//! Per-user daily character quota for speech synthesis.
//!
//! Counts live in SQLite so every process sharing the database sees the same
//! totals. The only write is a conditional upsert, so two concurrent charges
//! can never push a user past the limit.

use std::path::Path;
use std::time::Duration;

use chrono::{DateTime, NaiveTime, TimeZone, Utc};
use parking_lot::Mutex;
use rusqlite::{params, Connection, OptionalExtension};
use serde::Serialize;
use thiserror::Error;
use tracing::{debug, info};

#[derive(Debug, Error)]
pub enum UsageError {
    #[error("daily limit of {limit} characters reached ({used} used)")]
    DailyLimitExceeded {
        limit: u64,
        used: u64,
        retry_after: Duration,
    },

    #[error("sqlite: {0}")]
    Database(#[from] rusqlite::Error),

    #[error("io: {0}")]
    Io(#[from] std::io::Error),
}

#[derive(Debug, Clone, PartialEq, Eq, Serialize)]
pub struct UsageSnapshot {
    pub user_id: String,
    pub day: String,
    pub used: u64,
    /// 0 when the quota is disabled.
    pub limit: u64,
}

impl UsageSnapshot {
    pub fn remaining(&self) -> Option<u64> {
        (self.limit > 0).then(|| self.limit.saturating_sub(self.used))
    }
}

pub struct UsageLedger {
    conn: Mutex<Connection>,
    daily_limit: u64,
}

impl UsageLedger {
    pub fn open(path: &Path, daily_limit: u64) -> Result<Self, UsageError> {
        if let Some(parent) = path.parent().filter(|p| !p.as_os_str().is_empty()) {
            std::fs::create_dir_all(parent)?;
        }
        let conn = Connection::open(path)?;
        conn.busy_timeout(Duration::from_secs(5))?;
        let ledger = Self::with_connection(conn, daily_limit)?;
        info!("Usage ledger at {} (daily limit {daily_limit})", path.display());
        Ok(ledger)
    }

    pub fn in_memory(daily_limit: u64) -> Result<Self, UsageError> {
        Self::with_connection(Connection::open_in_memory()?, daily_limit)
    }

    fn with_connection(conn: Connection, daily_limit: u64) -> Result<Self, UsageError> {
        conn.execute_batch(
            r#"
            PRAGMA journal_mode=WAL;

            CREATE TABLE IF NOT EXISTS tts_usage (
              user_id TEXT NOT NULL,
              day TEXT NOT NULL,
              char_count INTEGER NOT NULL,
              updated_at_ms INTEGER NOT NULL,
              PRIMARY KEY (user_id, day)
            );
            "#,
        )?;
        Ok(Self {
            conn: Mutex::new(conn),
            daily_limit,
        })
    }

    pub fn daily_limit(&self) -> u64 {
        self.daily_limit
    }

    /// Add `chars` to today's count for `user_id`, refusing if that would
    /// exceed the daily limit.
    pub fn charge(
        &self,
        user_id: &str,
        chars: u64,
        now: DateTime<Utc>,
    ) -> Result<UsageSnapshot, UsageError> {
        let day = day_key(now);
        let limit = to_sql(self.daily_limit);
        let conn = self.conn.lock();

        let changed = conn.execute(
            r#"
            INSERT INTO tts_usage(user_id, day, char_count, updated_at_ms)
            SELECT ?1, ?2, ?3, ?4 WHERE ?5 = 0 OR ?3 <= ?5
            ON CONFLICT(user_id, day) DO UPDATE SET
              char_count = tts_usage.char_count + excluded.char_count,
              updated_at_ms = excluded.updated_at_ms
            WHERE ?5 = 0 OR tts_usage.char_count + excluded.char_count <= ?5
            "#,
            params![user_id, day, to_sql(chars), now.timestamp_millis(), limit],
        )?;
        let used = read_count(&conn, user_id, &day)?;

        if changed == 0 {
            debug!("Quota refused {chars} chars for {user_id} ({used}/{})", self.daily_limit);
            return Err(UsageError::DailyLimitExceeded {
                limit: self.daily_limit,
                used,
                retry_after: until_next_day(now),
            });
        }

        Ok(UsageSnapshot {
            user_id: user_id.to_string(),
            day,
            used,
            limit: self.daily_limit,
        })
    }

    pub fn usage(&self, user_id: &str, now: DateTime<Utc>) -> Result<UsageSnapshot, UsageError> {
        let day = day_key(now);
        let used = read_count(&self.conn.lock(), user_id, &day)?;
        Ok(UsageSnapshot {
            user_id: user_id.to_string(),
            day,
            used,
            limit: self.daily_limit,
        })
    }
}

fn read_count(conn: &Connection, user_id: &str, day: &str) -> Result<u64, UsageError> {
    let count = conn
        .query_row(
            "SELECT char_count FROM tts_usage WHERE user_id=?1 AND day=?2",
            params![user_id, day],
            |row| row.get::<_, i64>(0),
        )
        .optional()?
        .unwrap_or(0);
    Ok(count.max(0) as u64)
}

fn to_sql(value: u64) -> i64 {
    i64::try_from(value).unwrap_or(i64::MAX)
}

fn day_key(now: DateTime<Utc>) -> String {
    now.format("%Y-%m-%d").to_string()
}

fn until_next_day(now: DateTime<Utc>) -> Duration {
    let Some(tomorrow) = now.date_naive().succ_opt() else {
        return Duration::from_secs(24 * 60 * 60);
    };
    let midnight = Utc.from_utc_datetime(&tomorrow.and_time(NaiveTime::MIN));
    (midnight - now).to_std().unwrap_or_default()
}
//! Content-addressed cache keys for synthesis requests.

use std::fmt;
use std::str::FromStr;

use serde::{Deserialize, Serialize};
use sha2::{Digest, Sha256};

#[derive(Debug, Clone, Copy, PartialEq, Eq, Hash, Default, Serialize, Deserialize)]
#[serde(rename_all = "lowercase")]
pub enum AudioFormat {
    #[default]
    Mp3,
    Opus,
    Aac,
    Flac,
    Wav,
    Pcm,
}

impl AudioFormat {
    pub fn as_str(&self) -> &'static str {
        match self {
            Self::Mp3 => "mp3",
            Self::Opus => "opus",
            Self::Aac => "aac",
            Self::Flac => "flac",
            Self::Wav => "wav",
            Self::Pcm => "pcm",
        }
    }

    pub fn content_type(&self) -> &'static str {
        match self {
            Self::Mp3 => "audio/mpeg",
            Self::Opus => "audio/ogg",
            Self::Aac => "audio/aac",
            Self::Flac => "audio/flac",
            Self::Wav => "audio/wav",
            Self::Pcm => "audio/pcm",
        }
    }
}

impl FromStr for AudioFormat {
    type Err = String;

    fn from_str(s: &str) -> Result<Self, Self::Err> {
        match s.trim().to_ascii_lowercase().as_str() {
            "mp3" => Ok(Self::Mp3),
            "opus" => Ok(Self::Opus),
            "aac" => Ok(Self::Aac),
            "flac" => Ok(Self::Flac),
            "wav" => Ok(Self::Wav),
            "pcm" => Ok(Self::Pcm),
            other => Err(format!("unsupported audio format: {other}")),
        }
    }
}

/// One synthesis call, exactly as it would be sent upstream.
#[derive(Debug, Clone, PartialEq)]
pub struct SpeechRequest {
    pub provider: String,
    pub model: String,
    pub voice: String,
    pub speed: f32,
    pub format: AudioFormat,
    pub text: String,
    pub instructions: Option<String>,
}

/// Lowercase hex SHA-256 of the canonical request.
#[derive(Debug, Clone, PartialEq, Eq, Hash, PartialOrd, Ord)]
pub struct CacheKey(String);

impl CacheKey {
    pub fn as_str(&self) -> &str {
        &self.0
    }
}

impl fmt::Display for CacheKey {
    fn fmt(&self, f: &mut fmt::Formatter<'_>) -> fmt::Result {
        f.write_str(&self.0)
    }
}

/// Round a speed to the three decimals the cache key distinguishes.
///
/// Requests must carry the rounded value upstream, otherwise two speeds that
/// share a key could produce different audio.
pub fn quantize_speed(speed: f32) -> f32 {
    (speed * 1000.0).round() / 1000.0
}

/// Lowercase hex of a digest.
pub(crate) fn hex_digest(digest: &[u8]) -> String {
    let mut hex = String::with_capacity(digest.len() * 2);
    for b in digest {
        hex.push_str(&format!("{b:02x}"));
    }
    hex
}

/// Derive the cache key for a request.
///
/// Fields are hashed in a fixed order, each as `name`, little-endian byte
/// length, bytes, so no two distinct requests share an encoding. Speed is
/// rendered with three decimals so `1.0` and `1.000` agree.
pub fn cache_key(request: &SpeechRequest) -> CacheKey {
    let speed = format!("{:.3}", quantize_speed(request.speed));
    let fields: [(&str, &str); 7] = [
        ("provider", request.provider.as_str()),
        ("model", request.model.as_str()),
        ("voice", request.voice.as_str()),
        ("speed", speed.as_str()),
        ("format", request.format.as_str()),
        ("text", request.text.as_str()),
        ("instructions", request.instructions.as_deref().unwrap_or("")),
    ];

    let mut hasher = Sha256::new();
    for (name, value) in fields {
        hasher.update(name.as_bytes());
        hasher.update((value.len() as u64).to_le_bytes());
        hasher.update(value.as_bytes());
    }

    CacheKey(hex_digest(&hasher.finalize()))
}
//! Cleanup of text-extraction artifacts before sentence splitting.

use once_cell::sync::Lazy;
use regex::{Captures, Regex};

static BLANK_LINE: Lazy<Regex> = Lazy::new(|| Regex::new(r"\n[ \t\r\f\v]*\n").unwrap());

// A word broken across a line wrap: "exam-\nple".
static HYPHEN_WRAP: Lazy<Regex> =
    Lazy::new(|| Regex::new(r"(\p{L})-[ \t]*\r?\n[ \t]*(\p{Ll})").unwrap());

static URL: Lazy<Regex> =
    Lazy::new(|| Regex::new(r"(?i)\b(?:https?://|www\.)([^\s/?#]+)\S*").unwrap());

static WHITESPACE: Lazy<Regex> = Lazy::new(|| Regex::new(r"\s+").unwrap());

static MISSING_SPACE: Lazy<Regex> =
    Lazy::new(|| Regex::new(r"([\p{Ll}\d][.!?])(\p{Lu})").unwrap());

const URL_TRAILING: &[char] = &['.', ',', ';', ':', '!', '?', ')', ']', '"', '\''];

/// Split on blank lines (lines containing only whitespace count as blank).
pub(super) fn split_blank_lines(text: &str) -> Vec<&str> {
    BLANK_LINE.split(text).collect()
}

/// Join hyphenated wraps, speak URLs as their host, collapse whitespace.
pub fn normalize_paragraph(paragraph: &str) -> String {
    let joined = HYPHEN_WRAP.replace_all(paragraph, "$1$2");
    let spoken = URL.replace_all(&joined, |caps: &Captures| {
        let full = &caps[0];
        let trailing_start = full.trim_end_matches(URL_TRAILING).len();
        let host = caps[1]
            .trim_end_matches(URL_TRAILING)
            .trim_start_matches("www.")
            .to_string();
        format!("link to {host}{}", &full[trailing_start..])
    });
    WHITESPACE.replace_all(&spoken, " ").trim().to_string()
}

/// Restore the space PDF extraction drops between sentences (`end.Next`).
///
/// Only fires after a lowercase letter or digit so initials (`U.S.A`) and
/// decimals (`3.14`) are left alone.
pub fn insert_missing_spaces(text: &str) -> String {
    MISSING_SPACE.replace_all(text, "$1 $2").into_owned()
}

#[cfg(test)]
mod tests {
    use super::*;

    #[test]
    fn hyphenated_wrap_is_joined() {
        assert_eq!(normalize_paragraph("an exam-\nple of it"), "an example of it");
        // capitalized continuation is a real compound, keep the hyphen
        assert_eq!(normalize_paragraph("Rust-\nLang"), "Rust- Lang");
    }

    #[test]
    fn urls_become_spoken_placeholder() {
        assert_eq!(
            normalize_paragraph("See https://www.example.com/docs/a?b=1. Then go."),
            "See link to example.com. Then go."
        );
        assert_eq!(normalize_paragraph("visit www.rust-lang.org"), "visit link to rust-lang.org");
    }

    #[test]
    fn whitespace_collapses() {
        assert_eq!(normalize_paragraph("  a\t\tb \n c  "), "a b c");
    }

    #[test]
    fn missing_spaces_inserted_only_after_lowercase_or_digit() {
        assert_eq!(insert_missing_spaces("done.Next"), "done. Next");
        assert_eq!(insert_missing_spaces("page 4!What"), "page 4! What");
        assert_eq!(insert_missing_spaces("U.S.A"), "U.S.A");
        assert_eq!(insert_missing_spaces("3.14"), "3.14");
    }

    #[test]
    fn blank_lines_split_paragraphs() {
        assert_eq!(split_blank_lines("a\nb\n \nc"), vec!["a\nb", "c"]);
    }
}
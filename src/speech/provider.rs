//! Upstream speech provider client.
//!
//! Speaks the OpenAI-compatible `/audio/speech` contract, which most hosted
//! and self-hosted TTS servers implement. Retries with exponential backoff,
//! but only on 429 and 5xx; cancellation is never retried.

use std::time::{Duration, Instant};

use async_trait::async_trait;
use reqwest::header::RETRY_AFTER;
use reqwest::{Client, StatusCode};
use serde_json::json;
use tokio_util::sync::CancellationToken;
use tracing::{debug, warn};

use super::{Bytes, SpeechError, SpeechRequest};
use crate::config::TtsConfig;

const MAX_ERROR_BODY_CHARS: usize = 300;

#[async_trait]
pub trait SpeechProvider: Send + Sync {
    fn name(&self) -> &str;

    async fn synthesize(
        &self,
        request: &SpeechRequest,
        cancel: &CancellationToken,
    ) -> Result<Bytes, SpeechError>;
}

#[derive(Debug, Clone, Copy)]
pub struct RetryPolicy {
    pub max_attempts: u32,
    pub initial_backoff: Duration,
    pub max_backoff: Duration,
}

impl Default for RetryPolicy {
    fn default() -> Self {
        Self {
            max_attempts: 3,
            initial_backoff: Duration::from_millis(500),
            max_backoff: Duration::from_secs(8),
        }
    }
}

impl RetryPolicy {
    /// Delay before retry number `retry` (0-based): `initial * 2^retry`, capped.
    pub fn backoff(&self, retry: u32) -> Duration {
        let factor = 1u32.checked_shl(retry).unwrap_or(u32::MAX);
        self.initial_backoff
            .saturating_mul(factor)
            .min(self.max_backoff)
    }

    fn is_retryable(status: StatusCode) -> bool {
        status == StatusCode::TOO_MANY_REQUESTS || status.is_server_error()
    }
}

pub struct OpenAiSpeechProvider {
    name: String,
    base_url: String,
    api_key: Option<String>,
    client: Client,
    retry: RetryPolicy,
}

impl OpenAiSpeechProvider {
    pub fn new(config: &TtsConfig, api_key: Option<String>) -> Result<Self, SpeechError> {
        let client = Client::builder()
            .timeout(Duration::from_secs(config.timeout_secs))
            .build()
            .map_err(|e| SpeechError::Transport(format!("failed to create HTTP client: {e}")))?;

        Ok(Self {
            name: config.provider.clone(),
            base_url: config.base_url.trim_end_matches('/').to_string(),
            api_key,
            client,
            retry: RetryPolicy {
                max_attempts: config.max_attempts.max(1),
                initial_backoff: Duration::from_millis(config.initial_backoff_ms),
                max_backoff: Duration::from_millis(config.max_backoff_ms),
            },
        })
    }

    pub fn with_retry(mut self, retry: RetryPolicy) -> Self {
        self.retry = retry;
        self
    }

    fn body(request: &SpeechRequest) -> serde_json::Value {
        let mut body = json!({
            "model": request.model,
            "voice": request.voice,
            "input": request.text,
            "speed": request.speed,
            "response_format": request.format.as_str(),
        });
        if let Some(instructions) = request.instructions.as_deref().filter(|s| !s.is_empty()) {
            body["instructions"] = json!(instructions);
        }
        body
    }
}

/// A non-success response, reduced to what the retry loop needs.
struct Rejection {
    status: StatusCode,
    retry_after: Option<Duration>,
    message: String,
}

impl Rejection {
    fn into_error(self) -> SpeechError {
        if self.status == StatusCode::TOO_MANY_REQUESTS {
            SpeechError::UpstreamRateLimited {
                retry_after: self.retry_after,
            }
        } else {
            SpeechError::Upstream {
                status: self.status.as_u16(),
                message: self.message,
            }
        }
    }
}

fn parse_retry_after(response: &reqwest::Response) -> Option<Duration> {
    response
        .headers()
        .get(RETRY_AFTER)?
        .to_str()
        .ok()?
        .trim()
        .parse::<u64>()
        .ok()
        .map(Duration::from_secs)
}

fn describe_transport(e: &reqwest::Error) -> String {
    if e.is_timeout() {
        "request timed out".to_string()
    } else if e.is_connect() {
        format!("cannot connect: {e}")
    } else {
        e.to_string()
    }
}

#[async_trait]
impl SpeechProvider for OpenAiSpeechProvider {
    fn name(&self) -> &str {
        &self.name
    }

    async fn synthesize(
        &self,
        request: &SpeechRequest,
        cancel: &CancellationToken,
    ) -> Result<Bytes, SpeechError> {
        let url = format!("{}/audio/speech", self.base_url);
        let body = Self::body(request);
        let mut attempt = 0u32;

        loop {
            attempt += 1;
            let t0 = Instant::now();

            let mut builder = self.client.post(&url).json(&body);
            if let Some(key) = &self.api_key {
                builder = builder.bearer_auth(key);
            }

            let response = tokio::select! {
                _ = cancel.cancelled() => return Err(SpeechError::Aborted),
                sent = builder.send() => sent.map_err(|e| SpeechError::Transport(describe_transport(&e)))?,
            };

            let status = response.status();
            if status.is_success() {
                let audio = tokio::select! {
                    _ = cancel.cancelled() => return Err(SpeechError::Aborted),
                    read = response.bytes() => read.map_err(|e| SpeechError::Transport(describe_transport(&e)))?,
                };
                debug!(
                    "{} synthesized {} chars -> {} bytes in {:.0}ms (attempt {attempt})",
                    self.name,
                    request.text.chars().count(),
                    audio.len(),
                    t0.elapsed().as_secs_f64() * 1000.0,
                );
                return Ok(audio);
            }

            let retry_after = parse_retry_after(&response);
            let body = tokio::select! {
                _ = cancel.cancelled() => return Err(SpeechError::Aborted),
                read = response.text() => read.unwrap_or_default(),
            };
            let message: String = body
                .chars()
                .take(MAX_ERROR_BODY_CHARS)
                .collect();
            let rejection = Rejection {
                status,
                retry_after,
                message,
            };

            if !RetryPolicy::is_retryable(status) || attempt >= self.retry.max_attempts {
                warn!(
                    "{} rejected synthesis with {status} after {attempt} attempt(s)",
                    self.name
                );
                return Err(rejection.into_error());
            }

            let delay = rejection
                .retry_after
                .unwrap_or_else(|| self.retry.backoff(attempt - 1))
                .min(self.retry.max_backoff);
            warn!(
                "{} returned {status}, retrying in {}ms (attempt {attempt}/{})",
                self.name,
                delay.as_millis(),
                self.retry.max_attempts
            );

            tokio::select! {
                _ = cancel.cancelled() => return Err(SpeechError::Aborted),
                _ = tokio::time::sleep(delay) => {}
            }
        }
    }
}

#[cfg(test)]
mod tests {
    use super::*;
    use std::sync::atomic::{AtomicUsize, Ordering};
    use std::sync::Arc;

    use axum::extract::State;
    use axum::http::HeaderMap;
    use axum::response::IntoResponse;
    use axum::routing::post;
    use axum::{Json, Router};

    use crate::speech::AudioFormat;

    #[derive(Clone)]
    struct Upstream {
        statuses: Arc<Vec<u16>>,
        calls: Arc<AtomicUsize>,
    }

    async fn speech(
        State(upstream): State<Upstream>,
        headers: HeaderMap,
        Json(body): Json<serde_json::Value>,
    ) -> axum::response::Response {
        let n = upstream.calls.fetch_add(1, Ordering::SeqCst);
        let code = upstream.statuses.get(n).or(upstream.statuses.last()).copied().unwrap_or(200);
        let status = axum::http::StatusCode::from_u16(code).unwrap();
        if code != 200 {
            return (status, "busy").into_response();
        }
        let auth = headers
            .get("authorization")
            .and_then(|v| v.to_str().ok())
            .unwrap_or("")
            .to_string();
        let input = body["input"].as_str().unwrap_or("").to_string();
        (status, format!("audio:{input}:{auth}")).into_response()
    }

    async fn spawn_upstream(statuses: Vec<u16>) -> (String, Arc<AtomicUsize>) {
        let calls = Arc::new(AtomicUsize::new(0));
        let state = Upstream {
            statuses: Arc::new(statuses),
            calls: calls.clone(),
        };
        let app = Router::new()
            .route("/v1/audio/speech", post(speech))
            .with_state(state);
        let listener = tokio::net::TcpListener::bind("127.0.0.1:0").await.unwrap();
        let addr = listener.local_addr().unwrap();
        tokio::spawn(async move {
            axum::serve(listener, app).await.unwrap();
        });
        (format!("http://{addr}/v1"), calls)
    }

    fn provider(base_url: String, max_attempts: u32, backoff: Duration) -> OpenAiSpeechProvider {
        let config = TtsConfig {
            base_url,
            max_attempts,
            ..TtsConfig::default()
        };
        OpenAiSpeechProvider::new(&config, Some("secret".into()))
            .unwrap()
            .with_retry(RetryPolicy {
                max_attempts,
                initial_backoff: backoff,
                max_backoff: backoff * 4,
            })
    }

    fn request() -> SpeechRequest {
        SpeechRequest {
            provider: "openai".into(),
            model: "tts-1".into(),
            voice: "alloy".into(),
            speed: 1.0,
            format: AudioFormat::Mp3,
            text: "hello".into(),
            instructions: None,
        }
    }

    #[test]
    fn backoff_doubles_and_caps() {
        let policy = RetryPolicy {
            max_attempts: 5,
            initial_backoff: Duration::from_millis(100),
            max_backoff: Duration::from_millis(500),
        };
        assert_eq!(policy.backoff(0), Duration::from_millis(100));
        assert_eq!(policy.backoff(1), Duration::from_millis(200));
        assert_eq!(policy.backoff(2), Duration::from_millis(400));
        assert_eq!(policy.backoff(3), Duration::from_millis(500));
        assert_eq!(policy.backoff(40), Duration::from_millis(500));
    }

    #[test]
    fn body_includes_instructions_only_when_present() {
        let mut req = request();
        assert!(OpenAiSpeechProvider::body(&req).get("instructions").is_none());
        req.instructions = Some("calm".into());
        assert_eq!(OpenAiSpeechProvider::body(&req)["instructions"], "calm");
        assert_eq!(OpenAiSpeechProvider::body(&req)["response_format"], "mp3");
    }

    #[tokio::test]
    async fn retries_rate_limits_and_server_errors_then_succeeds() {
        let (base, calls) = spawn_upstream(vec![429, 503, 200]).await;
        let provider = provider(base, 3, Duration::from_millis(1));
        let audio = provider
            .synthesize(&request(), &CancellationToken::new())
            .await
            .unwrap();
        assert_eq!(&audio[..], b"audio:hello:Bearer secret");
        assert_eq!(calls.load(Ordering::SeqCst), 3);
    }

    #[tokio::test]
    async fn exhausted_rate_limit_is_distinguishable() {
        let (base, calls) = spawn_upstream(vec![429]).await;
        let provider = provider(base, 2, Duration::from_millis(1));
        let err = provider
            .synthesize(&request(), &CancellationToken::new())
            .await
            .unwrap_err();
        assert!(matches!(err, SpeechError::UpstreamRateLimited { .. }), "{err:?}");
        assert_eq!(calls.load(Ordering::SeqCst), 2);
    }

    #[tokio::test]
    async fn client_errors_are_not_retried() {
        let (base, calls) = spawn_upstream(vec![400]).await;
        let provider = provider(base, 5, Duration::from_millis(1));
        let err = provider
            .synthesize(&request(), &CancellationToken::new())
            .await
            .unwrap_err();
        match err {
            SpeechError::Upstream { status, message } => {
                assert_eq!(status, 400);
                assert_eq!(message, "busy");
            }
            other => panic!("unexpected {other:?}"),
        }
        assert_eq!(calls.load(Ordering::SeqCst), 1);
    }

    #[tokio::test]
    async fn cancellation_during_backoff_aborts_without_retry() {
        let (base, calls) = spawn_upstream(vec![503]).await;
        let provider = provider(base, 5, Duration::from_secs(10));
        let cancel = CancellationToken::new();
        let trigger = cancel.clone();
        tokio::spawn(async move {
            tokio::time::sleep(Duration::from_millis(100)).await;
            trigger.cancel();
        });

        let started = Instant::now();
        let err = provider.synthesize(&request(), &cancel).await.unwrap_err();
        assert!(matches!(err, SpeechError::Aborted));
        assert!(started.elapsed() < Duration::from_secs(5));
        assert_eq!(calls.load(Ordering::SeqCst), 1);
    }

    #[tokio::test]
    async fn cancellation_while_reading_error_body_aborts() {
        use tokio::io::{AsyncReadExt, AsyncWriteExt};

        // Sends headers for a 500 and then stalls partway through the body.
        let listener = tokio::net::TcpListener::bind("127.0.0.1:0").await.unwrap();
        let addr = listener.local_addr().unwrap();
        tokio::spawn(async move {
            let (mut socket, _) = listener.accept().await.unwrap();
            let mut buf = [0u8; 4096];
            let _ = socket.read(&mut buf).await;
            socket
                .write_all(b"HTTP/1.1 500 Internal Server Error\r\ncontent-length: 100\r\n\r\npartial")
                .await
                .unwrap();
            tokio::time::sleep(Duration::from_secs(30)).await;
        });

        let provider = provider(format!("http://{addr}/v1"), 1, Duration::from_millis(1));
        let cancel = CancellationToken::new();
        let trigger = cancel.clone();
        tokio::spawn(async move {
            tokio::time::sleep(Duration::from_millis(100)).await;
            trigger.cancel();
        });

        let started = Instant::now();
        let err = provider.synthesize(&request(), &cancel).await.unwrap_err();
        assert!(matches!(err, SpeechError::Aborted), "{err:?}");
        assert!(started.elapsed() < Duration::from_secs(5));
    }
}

● ● ● ●

▶ How to complete this task:
Would you print exactly the lines from the first line of the entries above through the line that has "user_id TEXT NOT", both included, and stop there?

▶ Response:
//! Per-user daily character quota for speech synthesis.
//!
//! Counts live in SQLite so every process sharing the database sees the same
//! totals. The only write is a conditional upsert, so two concurrent charges
//! can never push a user past the limit.

use std::path::Path;
use std::time::Duration;

use chrono::{DateTime, NaiveTime, TimeZone, Utc};
use parking_lot::Mutex;
use rusqlite::{params, Connection, OptionalExtension};
use serde::Serialize;
use thiserror::Error;
use tracing::{debug, info};

#[derive(Debug, Error)]
pub enum UsageError {
    #[error("daily limit of {limit} characters reached ({used} used)")]
    DailyLimitExceeded {
        limit: u64,
        used: u64,
        retry_after: Duration,
    },

    #[error("sqlite: {0}")]
    Database(#[from] rusqlite::Error),

    #[error("io: {0}")]
    Io(#[from] std::io::Error),
}

#[derive(Debug, Clone, PartialEq, Eq, Serialize)]
pub struct UsageSnapshot {
    pub user_id: String,
    pub day: String,
    pub used: u64,
    /// 0 when the quota is disabled.
    pub limit: u64,
}

impl UsageSnapshot {
    pub fn remaining(&self) -> Option<u64> {
        (self.limit > 0).then(|| self.limit.saturating_sub(self.used))
    }
}

pub struct UsageLedger {
    conn: Mutex<Connection>,
    daily_limit: u64,
}

impl UsageLedger {
    pub fn open(path: &Path, daily_limit: u64) -> Result<Self, UsageError> {
        if let Some(parent) = path.parent().filter(|p| !p.as_os_str().is_empty()) {
            std::fs::create_dir_all(parent)?;
        }
        let conn = Connection::open(path)?;
        conn.busy_timeout(Duration::from_secs(5))?;
        let ledger = Self::with_connection(conn, daily_limit)?;
        info!("Usage ledger at {} (daily limit {daily_limit})", path.display());
        Ok(ledger)
    }

    pub fn in_memory(daily_limit: u64) -> Result<Self, UsageError> {
        Self::with_connection(Connection::open_in_memory()?, daily_limit)
    }

    fn with_connection(conn: Connection, daily_limit: u64) -> Result<Self, UsageError> {
        conn.execute_batch(
            r#"
            PRAGMA journal_mode=WAL;

            CREATE TABLE IF NOT EXISTS tts_usage (
              user_id TEXT NOT NULL,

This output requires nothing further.